A High Court judge has granted permission for a mastectomy to be carried out on a mentally ill woman because she lacks capacity to consent to the surgery.

The High Court President Mr Justice Peter Kelly said the medical and psychiatric evidence showed the surgery was urgent and was in the woman's best interests.

The court heard the woman lacks understanding of the seriousness of her cancer and that a breast tumour discovered last October under the HSE's Breastcheck screening process was growing.

A solicitor recently appointed by the HSE for the woman said he explained to her in recent days that she could die unless she had the surgery.

The woman said she "would like to live" and was happy for the court to decide whether she should have the surgery.

The treatment orders were sought by the HSE as part of an application to have the woman made a ward of court. This application will be dealt with at a later date.

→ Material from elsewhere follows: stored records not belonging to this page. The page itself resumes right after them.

//! Test doubles shared by the strategy and lifecycle tests.

use std::collections::HashMap;
use std::sync::atomic::{AtomicBool, Ordering};
use std::sync::{Arc, Mutex};

use async_trait::async_trait;
use bytes::Bytes;
use reqwest::{StatusCode, header};
use swcache_core::{CacheDb, CacheStorage, CachedResponse, Error, Generation, GenerationState, StoreInfo, StoreName};
use tokio::sync::Notify;
use url::Url;

use crate::fetch::{FetchResponse, Fetcher, ResponseKind};
use crate::request::{InterceptedRequest, RequestMode};

pub(crate) const ORIGIN: &str = "http://localhost:8080";

pub(crate) fn url(path: &str) -> Url {
    Url::parse(ORIGIN).unwrap().join(path).unwrap()
}

pub(crate) fn generation() -> Generation {
    Generation::new("cyberpuzzle", "v2")
}

pub(crate) async fn storage() -> Arc<CacheDb> {
    Arc::new(CacheDb::open_in_memory().await.unwrap())
}

pub(crate) fn response(url: &Url, status: u16, content_type: &str, body: &str) -> FetchResponse {
    let mut headers = header::HeaderMap::new();
    headers.insert(header::CONTENT_TYPE, header::HeaderValue::from_str(content_type).unwrap());
    FetchResponse {
        url: url.clone(),
        status: StatusCode::from_u16(status).unwrap(),
        bytes: Bytes::copy_from_slice(body.as_bytes()),
        headers,
        kind: ResponseKind::Basic,
    }
}

#[derive(Clone)]
enum Route {
    Respond { status: u16, content_type: String, body: String },
    Fail,
}

/// Scripted network. Unknown URLs answer 404 like a real origin would.
pub(crate) struct MockFetcher {
    routes: Mutex<HashMap<String, Route>>,
    calls: Mutex<HashMap<String, usize>>,
    offline: AtomicBool,
    gate: Mutex<Option<Arc<Notify>>>,
}

impl MockFetcher {
    pub(crate) fn new() -> Self {
        Self {
            routes: Mutex::new(HashMap::new()),
            calls: Mutex::new(HashMap::new()),
            offline: AtomicBool::new(false),
            gate: Mutex::new(None),
        }
    }

    pub(crate) fn route(&self, path: &str, status: u16, content_type: &str, body: &str) {
        self.route_absolute(url(path).as_str(), status, content_type, body);
    }

    pub(crate) fn route_absolute(&self, url: &str, status: u16, content_type: &str, body: &str) {
        self.routes.lock().unwrap().insert(
            url.to_string(),
            Route::Respond { status, content_type: content_type.to_string(), body: body.to_string() },
        );
    }

    /// Make one path fail at the transport level.
    pub(crate) fn fail(&self, path: &str) {
        self.routes.lock().unwrap().insert(url(path).to_string(), Route::Fail);
    }

    pub(crate) fn set_offline(&self, offline: bool) {
        self.offline.store(offline, Ordering::SeqCst);
    }

    pub(crate) fn calls(&self, path: &str) -> usize {
        self.calls_absolute(url(path).as_str())
    }

    pub(crate) fn calls_absolute(&self, url: &str) -> usize {
        self.calls.lock().unwrap().get(url).copied().unwrap_or(0)
    }

    pub(crate) fn total_calls(&self) -> usize {
        self.calls.lock().unwrap().values().sum()
    }

    /// Park every fetch started from now on until `release`.
    pub(crate) fn hold(&self) {
        *self.gate.lock().unwrap() = Some(Arc::new(Notify::new()));
    }

    /// Let one parked fetch continue and stop parking new ones.
    pub(crate) fn release(&self) {
        if let Some(gate) = self.gate.lock().unwrap().take() {
            gate.notify_one();
        }
    }
}

#[async_trait]
impl Fetcher for MockFetcher {
    async fn fetch(&self, request: &InterceptedRequest) -> Result<FetchResponse, Error> {
        let key = request.url.to_string();
        *self.calls.lock().unwrap().entry(key.clone()).or_default() += 1;

        let gate = self.gate.lock().unwrap().clone();
        if let Some(gate) = gate {
            gate.notified().await;
        }

        if self.offline.load(Ordering::SeqCst) {
            return Err(Error::Network(format!("{key}: offline")));
        }

        let route = self.routes.lock().unwrap().get(&key).cloned();
        let mut response = match route {
            Some(Route::Respond { status, content_type, body }) => response(&request.url, status, &content_type, &body),
            Some(Route::Fail) => return Err(Error::Network(format!("{key}: connection reset"))),
            None => response(&request.url, 404, "text/plain", "not found"),
        };

        if request.url.origin() != url("/").origin() && request.mode == RequestMode::NoCors {
            response.kind = ResponseKind::Opaque;
        } else if request.url.origin() != url("/").origin() {
            response.kind = ResponseKind::Cors;
        }

        Ok(response)
    }
}

/// Wraps a real store and fails reads or writes on demand.
pub(crate) struct FaultyStorage {
    inner: Arc<CacheDb>,
    fail_reads: bool,
    fail_writes: bool,
}

impl FaultyStorage {
    pub(crate) fn failing_reads(inner: Arc<CacheDb>) -> Self {
        Self { inner, fail_reads: true, fail_writes: false }
    }

    pub(crate) fn failing_writes(inner: Arc<CacheDb>) -> Self {
        Self { inner, fail_reads: false, fail_writes: true }
    }

    fn injected() -> Error {
        Error::CorruptEntry("injected storage fault".into())
    }
}

#[async_trait]
impl CacheStorage for FaultyStorage {
    async fn open_store(&self, store: &StoreName) -> Result<(), Error> {
        if self.fail_writes {
            return Err(Self::injected());
        }
        self.inner.open_store(store).await
    }

    async fn list_stores(&self) -> Result<Vec<StoreInfo>, Error> {
        self.inner.list_stores().await
    }

    async fn match_entry(&self, store: &StoreName, method: &str, url: &str) -> Result<Option<CachedResponse>, Error> {
        if self.fail_reads {
            return Err(Self::injected());
        }
        self.inner.match_entry(store, method, url).await
    }

    async fn match_in_generation(
        &self, generation: &Generation, method: &str, url: &str,
    ) -> Result<Option<CachedResponse>, Error> {
        if self.fail_reads {
            return Err(Self::injected());
        }
        self.inner.match_in_generation(generation, method, url).await
    }

    async fn put_entry(&self, store: &StoreName, entry: &CachedResponse) -> Result<(), Error> {
        if self.fail_writes {
            return Err(Self::injected());
        }
        self.inner.put_entry(store, entry).await
    }

    async fn register_generation(&self, generation: &Generation) -> Result<(), Error> {
        self.inner.register_generation(generation).await
    }

    async fn set_generation_state(&self, generation: &Generation, state: GenerationState) -> Result<(), Error> {
        self.inner.set_generation_state(generation, state).await
    }

    async fn active_generation(&self, namespace: &str) -> Result<Option<Generation>, Error> {
        self.inner.active_generation(namespace).await
    }

    async fn promote_generation(&self, generation: &Generation) -> Result<Option<Generation>, Error> {
        self.inner.promote_generation(generation).await
    }

    async fn prune_superseded(&self, current: &Generation) -> Result<Vec<String>, Error> {
        self.inner.prune_superseded(current).await
    }
}
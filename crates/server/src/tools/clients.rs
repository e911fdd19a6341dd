//! sw_client_closed tool implementation.

use rmcp::{ErrorData as McpError, model::CallToolResult};
use schemars::JsonSchema;
use serde::{Deserialize, Serialize};
use swcache_client::CacheController;

use super::json_result;
use crate::error::ToolError;

/// Input parameters for sw_client_closed tool.
#[derive(Debug, Clone, Serialize, Deserialize, JsonSchema)]
pub struct ClientClosedParams {
    /// The page session that went away.
    pub client_id: String,
}

/// Output structure for sw_client_closed tool.
#[derive(Debug, Clone, Serialize, Deserialize, JsonSchema)]
pub struct ClientClosedOutput {
    /// Whether the session was known.
    pub closed: bool,
    pub open_sessions: usize,
}

/// Implementation of the sw_client_closed tool.
pub async fn client_closed_impl(
    controller: &CacheController, params: ClientClosedParams,
) -> Result<CallToolResult, McpError> {
    let id = params.client_id.trim();
    if id.is_empty() {
        return Err(ToolError::InvalidInput("client_id cannot be empty".into()).into());
    }

    let closed = controller.close_client(id);
    let output = ClientClosedOutput { closed, open_sessions: controller.clients().len() };

    json_result(&output)
}
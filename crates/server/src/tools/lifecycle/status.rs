//! sw_status tool implementation.

use rmcp::{ErrorData as McpError, model::CallToolResult};
use swcache_client::CacheController;

use crate::tools::json_result;

/// Implementation of the sw_status tool.
pub async fn status_impl(controller: &CacheController) -> Result<CallToolResult, McpError> {
    let status = controller.status().await?;
    json_result(&status)
}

The woman, who is in her 50s, had told her psychiatrist her cancer was caused by excessive showering and that she could cure it by not having showers. She said it would "go away".

The psychiatrist said the woman also does not appreciate or understand the severity of her schizophrenia, which was untreated for 25 years until she came to the attention of the mental health services some years ago.

The woman also lacks insight about a serious and continuing physical illness for which she was previously admitted to hospital on an emergency basis, but sought to leave before receiving necessary life-saving treatment.

She was involuntarily detained, as a patient under the Mental Health Act, for that treatment and that detention was later extended when she said she would not take necessary medication for her mental and physical illnesses.

A Mental Health Tribunal later lifted the woman's involuntary detention, but she remains voluntarily in a support unit and regularly visits her siblings, also with mental health difficulties, in the family home.

Her parents are dead and she has some assets but the evidence indicated she lacks capacity to manage her personal or financial affairs and is vulnerable in both respects.